The only way to guarantee that our coral reefs, seagrass beds, and mangroves continue to offer the valuable and unique environmental functions, for which we rely on them is to develop a new attitude in our relationship with these resources. We must follow a very strict code of conduct to protect our marine habitats from the possible impacts of recreational activities.

DO NOT TOUCH CORALS! The coral skeleton, even though it looks hard, is really very fragile. Even though the hard stony portion of the coral feels like a rock because it contains calcium carbonate, it is still a living organism and the health of the polyps is essential for coral growth and reef building. Divers and snorkelers who are not cautious around the reef may also damage the corals. Elkhorn coral branches are very fragile and may be easily broken by a flipper, or by accidental hand strokes. Branching species like elkhorn and staghorn coral break very easily. When you dive or snorkel, learn to balance your body. Never hang onto a coral branch or stop to rest holding onto a living “rock.
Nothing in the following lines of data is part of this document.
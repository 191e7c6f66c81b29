//! The collection of placed flag overlays.
//!
//! Overlays are kept in insertion order, which is also their z-order: later
//! overlays paint on top and win hit-tests. Every origin is clamped so the
//! whole flag stays on the surface:
//!
//! `0 <= x <= surface.width - flag.width` and `0 <= y <= surface.height - flag.height`
//!
//! Mutations are announced to subscribers as [`OverlayEvent`]s.

use serde::{Deserialize, Serialize};

use crate::geometry::{clamp_origin, Rect, Size, SurfaceSize};
use crate::notify::{SubscriberId, Subscribers};

/// Stable identity of an overlay.
///
/// Handles come from a per-store counter and are never reused, even after
/// the store is cleared.
#[derive(Debug, Clone, Copy, PartialEq, Eq, Hash, PartialOrd, Ord, Serialize, Deserialize)]
#[serde(transparent)]
pub struct OverlayHandle(pub u64);

/// A placed flag.
#[derive(Debug, Clone, PartialEq, Serialize, Deserialize)]
pub struct FlagOverlay {
    pub handle: OverlayHandle,
    /// Opaque flag image URL.
    pub url: String,
    pub x: f64,
    pub y: f64,
    pub width: f64,
    pub height: f64,
}

impl FlagOverlay {
    /// The placement rectangle in surface units.
    pub fn rect(&self) -> Rect {
        Rect::new(self.x, self.y, self.width, self.height)
    }
}

/// Change notification emitted by [`OverlayStore`].
#[derive(Debug, Clone, Copy, PartialEq, Eq, Serialize, Deserialize)]
#[serde(tag = "type", content = "handle", rename_all = "camelCase")]
pub enum OverlayEvent {
    Appended(OverlayHandle),
    Moved(OverlayHandle),
    Removed(OverlayHandle),
}

/// In-memory overlay collection for one surface.
#[derive(Debug)]
pub struct OverlayStore {
    surface: SurfaceSize,
    flag_size: Size,
    overlays: Vec<FlagOverlay>,
    next_handle: u64,
    subscribers: Subscribers<OverlayEvent>,
}

impl OverlayStore {
    /// Create an empty store for the given surface and flag size.
    pub fn new(surface: SurfaceSize, flag_size: Size) -> Self {
        Self {
            surface,
            flag_size,
            overlays: Vec::new(),
            next_handle: 0,
            subscribers: Subscribers::new(),
        }
    }

    pub fn surface(&self) -> SurfaceSize {
        self.surface
    }

    pub fn flag_size(&self) -> Size {
        self.flag_size
    }

    /// Insert a new overlay centered on the surface and return its handle.
    pub fn append(&mut self, url: impl Into<String>) -> OverlayHandle {
        let handle = OverlayHandle(self.next_handle);
        self.next_handle += 1;

        let x = self.clamp_x(self.surface.width / 2.0 - self.flag_size.width / 2.0);
        let y = self.clamp_y(self.surface.height / 2.0 - self.flag_size.height / 2.0);

        self.overlays.push(FlagOverlay {
            handle,
            url: url.into(),
            x,
            y,
            width: self.flag_size.width,
            height: self.flag_size.height,
        });
        log::debug!("overlay {} appended at ({x}, {y})", handle.0);
        self.subscribers.emit(&OverlayEvent::Appended(handle));
        handle
    }

    /// Move an overlay's origin to `(x, y)`, clamped to the surface.
    ///
    /// Unknown handles are ignored. Returns the clamped origin when the
    /// overlay exists.
    pub fn move_to(&mut self, handle: OverlayHandle, x: f64, y: f64) -> Option<(f64, f64)> {
        let x = self.clamp_x(x);
        let y = self.clamp_y(y);

        let overlay = self.overlays.iter_mut().find(|o| o.handle == handle)?;
        if overlay.x != x || overlay.y != y {
            overlay.x = x;
            overlay.y = y;
            self.subscribers.emit(&OverlayEvent::Moved(handle));
        }
        Some((x, y))
    }

    /// Overlays in z-order (bottom first).
    pub fn iter_in_z(&self) -> impl Iterator<Item = &FlagOverlay> + '_ {
        self.overlays.iter()
    }

    /// Handle of the topmost overlay containing the surface point, if any.
    pub fn find_top_at(&self, px: f64, py: f64) -> Option<OverlayHandle> {
        self.overlays
            .iter()
            .rev()
            .find(|o| o.rect().contains(px, py))
            .map(|o| o.handle)
    }

    pub fn get(&self, handle: OverlayHandle) -> Option<&FlagOverlay> {
        self.overlays.iter().find(|o| o.handle == handle)
    }

    pub fn contains(&self, handle: OverlayHandle) -> bool {
        self.get(handle).is_some()
    }

    pub fn len(&self) -> usize {
        self.overlays.len()
    }

    pub fn is_empty(&self) -> bool {
        self.overlays.is_empty()
    }

    /// An owned copy of all overlays in z-order.
    pub fn snapshot(&self) -> Vec<FlagOverlay> {
        self.overlays.clone()
    }

    /// Remove every overlay, emitting `Removed` for each in z-order.
    ///
    /// The handle counter keeps running so stale handles stay dead.
    pub fn clear(&mut self) {
        for overlay in std::mem::take(&mut self.overlays) {
            self.subscribers.emit(&OverlayEvent::Removed(overlay.handle));
        }
    }

    /// Change the surface size and re-clamp every overlay into it.
    pub fn set_surface(&mut self, surface: SurfaceSize) {
        self.surface = surface;
        let max_x = surface.width - self.flag_size.width;
        let max_y = surface.height - self.flag_size.height;

        let mut moved = Vec::new();
        for overlay in self.overlays.iter_mut() {
            let x = clamp_origin(overlay.x, max_x);
            let y = clamp_origin(overlay.y, max_y);
            if x != overlay.x || y != overlay.y {
                overlay.x = x;
                overlay.y = y;
                moved.push(overlay.handle);
            }
        }
        for handle in moved {
            self.subscribers.emit(&OverlayEvent::Moved(handle));
        }
    }

    pub fn subscribe(&mut self, callback: impl FnMut(&OverlayEvent) + 'static) -> SubscriberId {
        self.subscribers.subscribe(callback)
    }

    pub fn unsubscribe(&mut self, id: SubscriberId) -> bool {
        self.subscribers.unsubscribe(id)
    }

    fn clamp_x(&self, x: f64) -> f64 {
        clamp_origin(x, self.surface.width - self.flag_size.width)
    }

    fn clamp_y(&self, y: f64) -> f64 {
        clamp_origin(y, self.surface.height - self.flag_size.height)
    }
}


// ============================================================================
// Property-Based Tests
// ============================================================================

#[cfg(test)]
mod proptests {
    use super::*;
    use proptest::prelude::*;

    /// Strategy for a sequence of move targets, including far out-of-bounds values.
    fn moves_strategy() -> impl Strategy<Value = Vec<(usize, f64, f64)>> {
        prop::collection::vec((0usize..4, -2000.0f64..2000.0, -2000.0f64..2000.0), 0..40)
    }

    proptest! {
        /// Property: every origin stays within bounds after any move sequence.
        #[test]
        fn prop_origins_stay_in_bounds(
            sw in 1.0f64..1200.0,
            sh in 1.0f64..1200.0,
            moves in moves_strategy(),
        ) {
            let mut s = OverlayStore::new(Size::new(sw, sh), Size::new(60.0, 40.0));
            let handles: Vec<_> = (0..4).map(|i| s.append(format!("u{i}"))).collect();

            for (idx, x, y) in moves {
                s.move_to(handles[idx], x, y);
            }

            let max_x = (sw - 60.0).max(0.0);
            let max_y = (sh - 40.0).max(0.0);
            for o in s.iter_in_z() {
                prop_assert!(o.x >= 0.0 && o.x <= max_x, "x {} out of [0, {}]", o.x, max_x);
                prop_assert!(o.y >= 0.0 && o.y <= max_y, "y {} out of [0, {}]", o.y, max_y);
            }
        }

        /// Property: find_top_at returns the latest overlay containing the point.
        #[test]
        fn prop_find_top_at_is_greatest_index(
            positions in prop::collection::vec((0.0f64..740.0, 0.0f64..560.0), 1..12),
            px in 0.0f64..800.0,
            py in 0.0f64..600.0,
        ) {
            let mut s = OverlayStore::new(Size::new(800.0, 600.0), Size::new(60.0, 40.0));
            let mut handles = Vec::new();
            for (i, (x, y)) in positions.iter().enumerate() {
                let h = s.append(format!("u{i}"));
                s.move_to(h, *x, *y);
                handles.push(h);
            }

            let expected = s
                .iter_in_z()
                .enumerate()
                .filter(|(_, o)| o.rect().contains(px, py))
                .map(|(i, _)| handles[i])
                .last();
            prop_assert_eq!(s.find_top_at(px, py), expected);
        }

        /// Property: appending the same URL N times yields N overlays.
        #[test]
        fn prop_append_not_idempotent(n in 1usize..30) {
            let mut s = OverlayStore::new(Size::new(800.0, 600.0), Size::new(60.0, 40.0));
            for _ in 0..n {
                s.append("same");
            }
            prop_assert_eq!(s.len(), n);
        }
    }
}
DO NOT WALK ON CORALS! Walking on the shallow reef platform destroys small corals, such as finger coral. Also, there are other animals, such as worms and snails, that live among the coral rubble which also get crushed by your walking.

DO NOT TAKE LIVE ANIMALS FROM THE REEF! When a piece of “live rock” is removed from the reef, it can affect many organisms, not just the piece of coral. If a piece of dead coral is turned over, it should be placed back in the same position in which it was originally found. Some animals live under the rocks and are adapted to a different light level. It is illegal to remove both live and dead coral and many reef species in the U.S. Caribbean.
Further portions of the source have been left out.